Mechanic: There’s a lot of interest in that — particularly from physician-led ACOs that want to keep people out of the hospital and in appropriate, lower-cost settings. But the volume of direct admits was pretty low. The reason is that it’s complicated to organize. Someone in the emergency department has to flag the patient, make sure the patient is an ACO member, and have a designated clinician to sign off that the case is appropriate for a direct admission. Then they have to find a bed in a SNF that CMS has approved to receive direct admissions with at least a three-star rating. You can imagine in a busy emergency department, it’s difficult to make all that happen. We also found a lot of ACOs were interested in using home health providers to work with high-risk patients. That was also difficult because home health agencies think in terms of 60-day episodes. Getting them to do one-time visits for care coordination or urgent care isn’t easy outside of a certified home health episode. ACOs would need to pay directly for these visits since they aren’t covered by Medicare.

Transforming Care: When you looked at collaborations between hospitals and skilled nursing facilities, did you see patterns in what they hoped for from one another?
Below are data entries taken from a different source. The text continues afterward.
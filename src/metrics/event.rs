use crate::domain::charge::PaymentMethod;
use chrono::{DateTime, Utc};
use serde::Serialize;

#[derive(Debug, Clone, Copy, PartialEq, Eq, Serialize)]
#[serde(rename_all = "snake_case")]
pub enum PaymentOutcome {
    Success,
    Declined,
    Error,
}

#[derive(Debug, Clone, Serialize)]
pub struct PaymentEvent {
    pub method: PaymentMethod,
    pub amount: f64,
    pub outcome: PaymentOutcome,
    pub duration_ms: u64,
    pub timestamp: DateTime<Utc>,
}

impl PaymentEvent {
    pub fn now(method: PaymentMethod, amount: f64, outcome: PaymentOutcome, duration_ms: u64) -> Self {
        PaymentEvent {
            method,
            amount,
            outcome,
            duration_ms,
            timestamp: Utc::now(),
        }
    }
}
use crate::circuit::breaker::BreakerRegistry;
use crate::error::GatewayError;
use crate::gateways::PaymentGateway;
use crate::retry::policy::RetryOptions;
use std::future::Future;
use std::sync::Arc;

pub type GatewayFactory =
    Arc<dyn Fn() -> Result<Arc<dyn PaymentGateway>, GatewayError> + Send + Sync>;

pub struct GatewayExecutor {
    factory: GatewayFactory,
    // memoized lazy handle; the async mutex makes concurrent first callers
    // await the same initialization instead of racing their own
    handle: tokio::sync::Mutex<Option<Arc<dyn PaymentGateway>>>,
    breakers: Arc<BreakerRegistry>,
}

impl GatewayExecutor {
    pub fn new(factory: GatewayFactory, breakers: Arc<BreakerRegistry>) -> Self {
        GatewayExecutor {
            factory,
            handle: tokio::sync::Mutex::new(None),
            breakers,
        }
    }

    pub fn breakers(&self) -> &Arc<BreakerRegistry> {
        &self.breakers
    }

    pub async fn client(&self) -> Result<Arc<dyn PaymentGateway>, GatewayError> {
        let mut guard = self.handle.lock().await;
        if let Some(client) = guard.as_ref() {
            return Ok(client.clone());
        }
        let built = (self.factory)()?;
        tracing::info!(gateway = built.name(), "gateway client initialized");
        *guard = Some(built.clone());
        Ok(built)
    }

    async fn reset_client(&self) {
        *self.handle.lock().await = None;
    }

    pub async fn execute<T, F, Fut>(
        &self,
        operation: &str,
        opts: &RetryOptions,
        call: F,
    ) -> Result<T, GatewayError>
    where
        F: Fn(Arc<dyn PaymentGateway>, String) -> Fut,
        Fut: Future<Output = Result<T, GatewayError>>,
    {
        let breaker = self.breakers.get(operation);
        let mut attempt: u32 = 0;

        loop {
            let outcome = match self.client().await {
                Ok(client) => {
                    // the idempotency key is fixed for the whole logical
                    // attempt; every retry replays the same key
                    breaker
                        .execute(|| call(client, opts.idempotency_key.clone()))
                        .await
                }
                Err(e) => Err(e),
            };

            match outcome {
                Ok(value) => return Ok(value),
                Err(e @ GatewayError::CircuitOpen { .. }) => return Err(e),
                Err(e) => {
                    if !e.is_retryable() || attempt >= opts.max_retries {
                        return Err(e);
                    }
                    if matches!(e, GatewayError::NotInitialized) {
                        self.reset_client().await;
                    }
                    attempt += 1;
                    tracing::warn!(
                        operation,
                        attempt,
                        max_retries = opts.max_retries,
                        error = %e,
                        "gateway call failed, retrying"
                    );
                    tokio::time::sleep(opts.retry_delay).await;
                }
            }
        }
    }
}
pub mod config;
pub mod domain {
    pub mod application;
    pub mod charge;
    pub mod customer;
}
pub mod error;
pub mod states;
pub mod circuit {
    pub mod breaker;
    pub mod state;
}
pub mod retry {
    pub mod executor;
    pub mod policy;
}
pub mod gateways;
pub mod fraud {
    pub mod scorer;
    pub mod types;
}
pub mod webhooks {
    pub mod event;
    pub mod signature;
}
pub mod metrics {
    pub mod collector;
    pub mod event;
    pub mod window;
}
pub mod repo;
pub mod service {
    pub mod payment_service;
}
Mechanic: The hospitals are interested in reducing SNF length of stay, costs, and readmissions. They want to make sure a clinician will see newly admitted patients within 24 hours. Are a care plan and advance directives in place? Will the SNFs discharge them to the ACO’s preferred home health agency and make sure they have an appointment with a primary care provider? For their part, the SNFs want the collaboration to provide more referrals — especially if the ACOs expect shorter lengths of stay. They also want to see better communication: Did they get a discharge summary right away? Can they get a clinician on the phone right away? Some ACOs send nurses out to do medication reconciliation, which can help reduce adverse outcomes.

Transforming Care: Do you worry about having a two-tier system of postacute care: one tightly managed and one not?

Mechanic: I think there is clearly a potential for the system to bifurcate. As ACOs get better at steering and gain more experience using narrow networks, it is going to get tougher for skilled nursing facilities to rely on cross-subsidization from Medicare rehabilitation patients to cover the costs of long-term residents covered by Medicaid. The outlook is stronger for home health providers, especially those that are responsive to ACOs and get out to visit patients quickly.